> _Exercise inputs_

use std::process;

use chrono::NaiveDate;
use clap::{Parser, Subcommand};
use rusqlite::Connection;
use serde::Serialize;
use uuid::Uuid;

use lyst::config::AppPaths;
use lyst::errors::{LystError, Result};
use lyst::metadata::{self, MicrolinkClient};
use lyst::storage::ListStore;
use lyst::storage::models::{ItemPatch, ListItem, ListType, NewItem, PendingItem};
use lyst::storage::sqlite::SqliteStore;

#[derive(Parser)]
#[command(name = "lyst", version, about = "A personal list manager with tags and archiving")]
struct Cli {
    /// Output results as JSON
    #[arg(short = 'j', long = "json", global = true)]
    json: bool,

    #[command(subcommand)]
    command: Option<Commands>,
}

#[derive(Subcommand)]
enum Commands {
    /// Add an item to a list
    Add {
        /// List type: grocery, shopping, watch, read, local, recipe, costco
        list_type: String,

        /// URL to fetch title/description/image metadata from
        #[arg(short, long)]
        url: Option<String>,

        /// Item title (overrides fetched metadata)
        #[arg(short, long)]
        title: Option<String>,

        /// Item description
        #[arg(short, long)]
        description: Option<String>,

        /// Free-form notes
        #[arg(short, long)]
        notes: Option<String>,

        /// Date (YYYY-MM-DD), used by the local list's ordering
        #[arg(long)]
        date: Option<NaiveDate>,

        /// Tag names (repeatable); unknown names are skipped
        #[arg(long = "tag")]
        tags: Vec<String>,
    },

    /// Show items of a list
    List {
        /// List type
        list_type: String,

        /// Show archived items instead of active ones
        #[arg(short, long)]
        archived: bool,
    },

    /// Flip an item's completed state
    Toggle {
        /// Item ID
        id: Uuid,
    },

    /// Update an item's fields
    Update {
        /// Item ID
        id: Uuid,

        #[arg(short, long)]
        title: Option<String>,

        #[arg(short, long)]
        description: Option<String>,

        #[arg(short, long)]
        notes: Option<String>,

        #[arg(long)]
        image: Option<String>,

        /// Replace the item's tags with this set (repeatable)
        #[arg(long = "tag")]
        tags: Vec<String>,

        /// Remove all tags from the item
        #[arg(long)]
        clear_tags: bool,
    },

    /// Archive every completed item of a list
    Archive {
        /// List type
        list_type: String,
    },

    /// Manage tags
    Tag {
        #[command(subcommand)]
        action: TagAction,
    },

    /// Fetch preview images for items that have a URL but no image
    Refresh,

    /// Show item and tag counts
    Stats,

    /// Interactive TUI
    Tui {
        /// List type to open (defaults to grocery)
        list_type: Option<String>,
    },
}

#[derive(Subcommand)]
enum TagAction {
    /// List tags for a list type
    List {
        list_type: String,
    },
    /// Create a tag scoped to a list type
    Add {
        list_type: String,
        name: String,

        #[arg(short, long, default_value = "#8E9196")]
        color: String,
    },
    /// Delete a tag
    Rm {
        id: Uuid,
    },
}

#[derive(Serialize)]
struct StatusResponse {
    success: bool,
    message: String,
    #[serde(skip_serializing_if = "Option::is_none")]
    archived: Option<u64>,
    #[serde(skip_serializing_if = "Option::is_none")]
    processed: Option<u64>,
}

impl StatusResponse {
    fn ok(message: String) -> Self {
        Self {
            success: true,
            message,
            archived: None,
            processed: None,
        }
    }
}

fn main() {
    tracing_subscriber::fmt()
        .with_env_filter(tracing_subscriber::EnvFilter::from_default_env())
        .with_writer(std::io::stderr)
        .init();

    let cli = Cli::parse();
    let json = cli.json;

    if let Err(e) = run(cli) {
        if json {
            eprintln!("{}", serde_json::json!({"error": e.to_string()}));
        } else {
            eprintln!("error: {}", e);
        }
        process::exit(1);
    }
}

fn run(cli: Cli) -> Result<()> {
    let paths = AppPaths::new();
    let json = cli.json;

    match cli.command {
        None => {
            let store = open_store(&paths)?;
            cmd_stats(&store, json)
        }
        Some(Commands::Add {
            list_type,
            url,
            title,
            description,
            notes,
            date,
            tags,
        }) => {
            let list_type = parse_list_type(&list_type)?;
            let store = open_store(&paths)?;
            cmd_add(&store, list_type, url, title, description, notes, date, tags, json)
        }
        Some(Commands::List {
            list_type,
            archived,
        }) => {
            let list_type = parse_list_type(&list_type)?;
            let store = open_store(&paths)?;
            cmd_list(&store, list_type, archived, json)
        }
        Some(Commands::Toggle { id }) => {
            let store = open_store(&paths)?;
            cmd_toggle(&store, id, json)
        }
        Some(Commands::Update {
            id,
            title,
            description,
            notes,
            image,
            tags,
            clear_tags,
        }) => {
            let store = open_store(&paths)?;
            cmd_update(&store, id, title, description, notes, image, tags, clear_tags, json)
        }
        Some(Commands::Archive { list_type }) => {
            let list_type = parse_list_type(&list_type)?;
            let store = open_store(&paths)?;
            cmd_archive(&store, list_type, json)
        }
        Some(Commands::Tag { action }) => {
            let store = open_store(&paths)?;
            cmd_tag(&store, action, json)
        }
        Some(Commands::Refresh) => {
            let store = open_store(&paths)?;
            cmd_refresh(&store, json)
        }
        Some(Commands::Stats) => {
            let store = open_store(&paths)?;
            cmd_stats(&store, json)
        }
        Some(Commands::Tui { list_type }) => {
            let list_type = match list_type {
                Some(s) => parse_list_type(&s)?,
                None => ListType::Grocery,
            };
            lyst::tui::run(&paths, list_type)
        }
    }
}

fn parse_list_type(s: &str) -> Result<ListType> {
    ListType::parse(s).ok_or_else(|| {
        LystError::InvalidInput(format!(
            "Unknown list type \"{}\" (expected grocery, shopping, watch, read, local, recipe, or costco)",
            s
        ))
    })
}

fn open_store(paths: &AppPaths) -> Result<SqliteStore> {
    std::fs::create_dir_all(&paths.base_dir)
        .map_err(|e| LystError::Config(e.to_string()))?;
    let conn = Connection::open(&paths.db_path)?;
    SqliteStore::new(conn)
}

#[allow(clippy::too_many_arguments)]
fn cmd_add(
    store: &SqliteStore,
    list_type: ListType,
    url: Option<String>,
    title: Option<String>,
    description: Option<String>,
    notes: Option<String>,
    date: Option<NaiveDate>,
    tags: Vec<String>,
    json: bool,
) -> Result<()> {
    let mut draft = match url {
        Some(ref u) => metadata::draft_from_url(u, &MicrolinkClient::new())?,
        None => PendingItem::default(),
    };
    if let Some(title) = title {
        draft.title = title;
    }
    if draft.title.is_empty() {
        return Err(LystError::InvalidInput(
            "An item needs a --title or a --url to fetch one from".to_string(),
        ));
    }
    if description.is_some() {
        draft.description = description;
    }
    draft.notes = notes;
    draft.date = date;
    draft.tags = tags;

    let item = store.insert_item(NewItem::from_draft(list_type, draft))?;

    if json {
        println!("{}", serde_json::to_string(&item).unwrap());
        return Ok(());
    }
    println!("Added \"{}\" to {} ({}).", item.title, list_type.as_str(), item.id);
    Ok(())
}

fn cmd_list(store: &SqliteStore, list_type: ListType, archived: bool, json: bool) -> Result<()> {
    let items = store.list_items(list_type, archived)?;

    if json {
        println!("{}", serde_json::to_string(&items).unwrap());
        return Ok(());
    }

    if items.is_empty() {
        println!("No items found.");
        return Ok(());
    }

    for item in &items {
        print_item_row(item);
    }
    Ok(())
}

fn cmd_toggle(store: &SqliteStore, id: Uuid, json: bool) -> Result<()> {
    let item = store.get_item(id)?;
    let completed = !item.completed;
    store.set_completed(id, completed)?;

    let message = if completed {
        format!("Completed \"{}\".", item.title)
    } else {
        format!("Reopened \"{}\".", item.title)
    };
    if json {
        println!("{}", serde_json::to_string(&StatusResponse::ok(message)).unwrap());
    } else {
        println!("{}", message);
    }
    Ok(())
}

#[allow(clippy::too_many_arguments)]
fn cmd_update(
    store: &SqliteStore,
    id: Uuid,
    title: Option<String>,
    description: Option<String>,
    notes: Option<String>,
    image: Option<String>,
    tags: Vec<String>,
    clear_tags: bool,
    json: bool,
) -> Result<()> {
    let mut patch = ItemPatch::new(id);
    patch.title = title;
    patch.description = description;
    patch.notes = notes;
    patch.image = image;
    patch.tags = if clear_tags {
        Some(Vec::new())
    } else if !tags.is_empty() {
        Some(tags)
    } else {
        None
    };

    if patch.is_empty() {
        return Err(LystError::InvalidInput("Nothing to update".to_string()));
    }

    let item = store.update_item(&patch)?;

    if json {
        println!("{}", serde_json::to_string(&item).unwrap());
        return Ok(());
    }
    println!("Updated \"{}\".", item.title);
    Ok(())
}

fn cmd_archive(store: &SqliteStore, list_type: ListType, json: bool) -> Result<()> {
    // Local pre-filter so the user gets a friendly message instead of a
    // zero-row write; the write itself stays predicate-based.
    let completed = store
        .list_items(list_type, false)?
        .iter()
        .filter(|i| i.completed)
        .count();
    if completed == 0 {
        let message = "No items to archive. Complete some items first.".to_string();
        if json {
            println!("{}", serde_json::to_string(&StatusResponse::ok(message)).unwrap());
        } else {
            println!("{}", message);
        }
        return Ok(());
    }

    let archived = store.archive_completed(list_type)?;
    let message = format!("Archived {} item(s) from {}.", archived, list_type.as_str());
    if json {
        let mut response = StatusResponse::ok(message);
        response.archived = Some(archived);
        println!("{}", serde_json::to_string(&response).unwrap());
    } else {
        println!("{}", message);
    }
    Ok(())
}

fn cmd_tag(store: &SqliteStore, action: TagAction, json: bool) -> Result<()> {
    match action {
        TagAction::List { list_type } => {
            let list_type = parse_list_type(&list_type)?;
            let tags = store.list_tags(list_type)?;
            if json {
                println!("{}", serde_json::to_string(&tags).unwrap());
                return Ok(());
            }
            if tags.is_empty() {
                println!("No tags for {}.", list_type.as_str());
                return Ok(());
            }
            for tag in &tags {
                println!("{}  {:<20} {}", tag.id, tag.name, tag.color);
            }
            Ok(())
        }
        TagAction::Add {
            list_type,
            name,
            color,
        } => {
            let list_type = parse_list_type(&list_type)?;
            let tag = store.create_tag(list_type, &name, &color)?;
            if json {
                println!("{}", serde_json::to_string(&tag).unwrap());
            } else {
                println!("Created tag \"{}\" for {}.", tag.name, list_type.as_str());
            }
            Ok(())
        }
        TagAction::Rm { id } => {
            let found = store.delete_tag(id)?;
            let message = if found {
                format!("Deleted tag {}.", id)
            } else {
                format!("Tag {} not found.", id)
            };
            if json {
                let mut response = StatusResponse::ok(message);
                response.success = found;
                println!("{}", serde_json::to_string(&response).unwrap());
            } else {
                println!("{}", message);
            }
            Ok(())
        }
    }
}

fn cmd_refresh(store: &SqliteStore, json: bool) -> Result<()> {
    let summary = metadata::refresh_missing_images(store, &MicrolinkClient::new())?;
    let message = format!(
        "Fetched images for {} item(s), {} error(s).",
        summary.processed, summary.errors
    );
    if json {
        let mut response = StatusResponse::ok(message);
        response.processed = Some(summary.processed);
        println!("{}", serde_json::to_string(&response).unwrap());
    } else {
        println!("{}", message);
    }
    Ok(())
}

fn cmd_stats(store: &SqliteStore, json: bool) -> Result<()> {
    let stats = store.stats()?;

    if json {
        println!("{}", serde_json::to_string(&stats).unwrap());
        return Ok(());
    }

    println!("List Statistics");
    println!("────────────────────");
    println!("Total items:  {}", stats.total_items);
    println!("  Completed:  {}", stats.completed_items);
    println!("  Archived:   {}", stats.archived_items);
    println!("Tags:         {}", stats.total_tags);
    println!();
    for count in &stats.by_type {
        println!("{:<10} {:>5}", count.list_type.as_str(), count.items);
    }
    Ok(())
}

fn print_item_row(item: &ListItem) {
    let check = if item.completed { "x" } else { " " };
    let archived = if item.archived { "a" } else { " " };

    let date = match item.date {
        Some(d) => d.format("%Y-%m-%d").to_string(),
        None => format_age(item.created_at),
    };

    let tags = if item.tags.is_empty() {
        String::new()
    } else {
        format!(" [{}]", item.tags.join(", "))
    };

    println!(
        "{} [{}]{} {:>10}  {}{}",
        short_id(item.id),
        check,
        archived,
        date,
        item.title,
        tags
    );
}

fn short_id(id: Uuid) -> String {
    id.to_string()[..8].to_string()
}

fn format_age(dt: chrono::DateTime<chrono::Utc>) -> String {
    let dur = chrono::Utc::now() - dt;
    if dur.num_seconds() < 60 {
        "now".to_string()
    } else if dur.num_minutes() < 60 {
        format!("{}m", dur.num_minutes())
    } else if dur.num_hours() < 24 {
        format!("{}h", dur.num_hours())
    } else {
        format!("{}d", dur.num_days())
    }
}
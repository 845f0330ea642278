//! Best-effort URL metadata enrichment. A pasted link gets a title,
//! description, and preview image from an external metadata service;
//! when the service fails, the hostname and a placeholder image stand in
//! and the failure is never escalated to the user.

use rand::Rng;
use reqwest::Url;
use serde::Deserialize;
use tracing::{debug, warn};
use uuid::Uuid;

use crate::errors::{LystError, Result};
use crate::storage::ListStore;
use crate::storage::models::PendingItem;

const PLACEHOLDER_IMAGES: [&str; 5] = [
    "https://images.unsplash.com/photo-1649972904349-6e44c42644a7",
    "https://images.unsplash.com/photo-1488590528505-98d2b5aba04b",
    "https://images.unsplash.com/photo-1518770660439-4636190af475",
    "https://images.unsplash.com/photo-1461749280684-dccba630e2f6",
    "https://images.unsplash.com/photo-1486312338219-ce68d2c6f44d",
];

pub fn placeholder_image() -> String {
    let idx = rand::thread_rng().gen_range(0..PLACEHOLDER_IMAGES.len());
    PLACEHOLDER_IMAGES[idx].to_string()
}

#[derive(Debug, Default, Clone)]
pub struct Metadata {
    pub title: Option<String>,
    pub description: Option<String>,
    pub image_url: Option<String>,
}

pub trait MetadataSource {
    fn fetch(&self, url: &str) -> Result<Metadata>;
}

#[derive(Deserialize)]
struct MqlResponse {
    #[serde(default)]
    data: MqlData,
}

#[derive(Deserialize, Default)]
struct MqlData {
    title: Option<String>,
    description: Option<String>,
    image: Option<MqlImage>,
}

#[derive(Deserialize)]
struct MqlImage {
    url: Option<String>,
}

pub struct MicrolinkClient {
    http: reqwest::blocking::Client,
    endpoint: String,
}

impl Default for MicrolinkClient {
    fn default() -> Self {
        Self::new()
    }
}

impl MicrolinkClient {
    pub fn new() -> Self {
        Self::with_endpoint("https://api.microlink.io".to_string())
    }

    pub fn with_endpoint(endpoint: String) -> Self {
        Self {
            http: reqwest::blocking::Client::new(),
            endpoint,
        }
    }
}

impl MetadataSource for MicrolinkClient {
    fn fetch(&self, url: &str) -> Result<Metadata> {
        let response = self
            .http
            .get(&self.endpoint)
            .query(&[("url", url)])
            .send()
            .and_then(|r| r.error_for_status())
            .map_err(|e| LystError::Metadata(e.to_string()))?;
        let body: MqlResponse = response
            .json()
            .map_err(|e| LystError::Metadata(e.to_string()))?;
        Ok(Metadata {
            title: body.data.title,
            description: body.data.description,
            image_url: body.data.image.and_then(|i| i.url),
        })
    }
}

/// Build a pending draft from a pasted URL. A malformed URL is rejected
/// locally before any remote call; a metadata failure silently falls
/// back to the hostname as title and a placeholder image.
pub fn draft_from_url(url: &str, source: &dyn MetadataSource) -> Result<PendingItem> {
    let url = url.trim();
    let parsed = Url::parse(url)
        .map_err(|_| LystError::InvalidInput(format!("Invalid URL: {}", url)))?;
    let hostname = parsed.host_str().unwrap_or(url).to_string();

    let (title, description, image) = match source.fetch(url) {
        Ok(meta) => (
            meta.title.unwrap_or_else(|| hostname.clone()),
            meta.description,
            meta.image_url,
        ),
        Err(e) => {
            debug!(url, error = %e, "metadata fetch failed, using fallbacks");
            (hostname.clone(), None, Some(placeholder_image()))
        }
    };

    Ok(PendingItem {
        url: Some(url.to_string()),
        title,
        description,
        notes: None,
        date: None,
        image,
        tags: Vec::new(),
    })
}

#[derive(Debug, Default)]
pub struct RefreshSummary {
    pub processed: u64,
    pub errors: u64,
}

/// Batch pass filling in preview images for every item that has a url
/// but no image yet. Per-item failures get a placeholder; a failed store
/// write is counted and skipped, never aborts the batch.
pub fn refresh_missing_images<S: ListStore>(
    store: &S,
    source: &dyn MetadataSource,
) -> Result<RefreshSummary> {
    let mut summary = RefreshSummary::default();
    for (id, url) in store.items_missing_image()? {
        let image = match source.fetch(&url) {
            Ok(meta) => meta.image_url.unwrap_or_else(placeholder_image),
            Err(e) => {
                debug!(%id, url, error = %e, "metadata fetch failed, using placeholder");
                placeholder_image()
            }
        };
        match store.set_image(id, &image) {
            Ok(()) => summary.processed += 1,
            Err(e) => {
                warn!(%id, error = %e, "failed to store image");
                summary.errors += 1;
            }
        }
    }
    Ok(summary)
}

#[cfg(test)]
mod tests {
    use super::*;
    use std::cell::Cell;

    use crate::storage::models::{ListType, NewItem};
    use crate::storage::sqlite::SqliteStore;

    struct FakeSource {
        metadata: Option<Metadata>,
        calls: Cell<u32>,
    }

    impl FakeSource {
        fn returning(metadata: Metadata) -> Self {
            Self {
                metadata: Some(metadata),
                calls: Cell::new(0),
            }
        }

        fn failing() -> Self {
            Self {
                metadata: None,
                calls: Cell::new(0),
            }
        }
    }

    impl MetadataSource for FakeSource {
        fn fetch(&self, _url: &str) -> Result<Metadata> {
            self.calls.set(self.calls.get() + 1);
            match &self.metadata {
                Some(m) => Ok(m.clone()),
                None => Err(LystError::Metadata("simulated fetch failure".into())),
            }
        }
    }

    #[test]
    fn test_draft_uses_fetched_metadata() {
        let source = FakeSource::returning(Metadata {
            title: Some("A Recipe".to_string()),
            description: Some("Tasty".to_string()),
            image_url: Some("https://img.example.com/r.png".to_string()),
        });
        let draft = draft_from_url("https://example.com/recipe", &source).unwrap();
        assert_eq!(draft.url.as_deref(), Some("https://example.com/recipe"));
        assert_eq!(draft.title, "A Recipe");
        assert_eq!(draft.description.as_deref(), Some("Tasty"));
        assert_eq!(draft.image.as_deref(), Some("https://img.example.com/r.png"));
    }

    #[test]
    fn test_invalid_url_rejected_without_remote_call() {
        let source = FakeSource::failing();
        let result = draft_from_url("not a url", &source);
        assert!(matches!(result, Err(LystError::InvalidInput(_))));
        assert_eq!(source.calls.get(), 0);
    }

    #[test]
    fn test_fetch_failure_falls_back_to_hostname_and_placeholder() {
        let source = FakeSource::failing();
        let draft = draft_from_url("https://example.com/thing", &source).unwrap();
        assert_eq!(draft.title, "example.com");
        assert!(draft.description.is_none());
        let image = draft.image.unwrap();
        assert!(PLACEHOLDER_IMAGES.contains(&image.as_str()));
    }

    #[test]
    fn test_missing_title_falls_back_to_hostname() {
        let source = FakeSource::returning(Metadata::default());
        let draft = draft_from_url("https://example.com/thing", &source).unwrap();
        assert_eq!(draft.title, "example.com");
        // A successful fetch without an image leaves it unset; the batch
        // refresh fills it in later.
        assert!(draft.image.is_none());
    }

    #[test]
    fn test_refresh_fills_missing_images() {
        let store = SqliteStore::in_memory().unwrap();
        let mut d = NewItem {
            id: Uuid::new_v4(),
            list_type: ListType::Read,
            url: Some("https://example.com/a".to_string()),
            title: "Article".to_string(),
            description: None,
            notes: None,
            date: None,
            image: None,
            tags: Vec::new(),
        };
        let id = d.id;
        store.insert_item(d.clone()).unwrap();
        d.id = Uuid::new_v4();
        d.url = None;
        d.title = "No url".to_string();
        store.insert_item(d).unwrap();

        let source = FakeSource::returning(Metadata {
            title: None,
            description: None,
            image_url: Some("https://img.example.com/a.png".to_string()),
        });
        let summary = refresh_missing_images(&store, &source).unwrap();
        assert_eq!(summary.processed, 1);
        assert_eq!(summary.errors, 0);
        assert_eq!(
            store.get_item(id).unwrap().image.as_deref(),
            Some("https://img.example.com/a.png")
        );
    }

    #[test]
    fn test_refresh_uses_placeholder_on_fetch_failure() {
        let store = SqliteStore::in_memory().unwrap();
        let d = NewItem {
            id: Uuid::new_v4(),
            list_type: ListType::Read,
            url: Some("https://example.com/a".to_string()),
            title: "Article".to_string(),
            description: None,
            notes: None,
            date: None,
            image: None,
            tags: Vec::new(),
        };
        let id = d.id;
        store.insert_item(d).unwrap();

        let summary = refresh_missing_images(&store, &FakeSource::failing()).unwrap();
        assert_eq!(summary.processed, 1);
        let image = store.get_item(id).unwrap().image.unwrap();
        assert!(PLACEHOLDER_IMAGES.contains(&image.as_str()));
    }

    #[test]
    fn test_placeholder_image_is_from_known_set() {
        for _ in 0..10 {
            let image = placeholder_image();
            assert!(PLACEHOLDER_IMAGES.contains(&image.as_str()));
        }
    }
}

> _How to complete this task_
From the data above, gather every line that includes the word "skipped".

> _Problem solution_
        /// Tag names (repeatable); unknown names are skipped
/// write is counted and skipped, never aborts the batch.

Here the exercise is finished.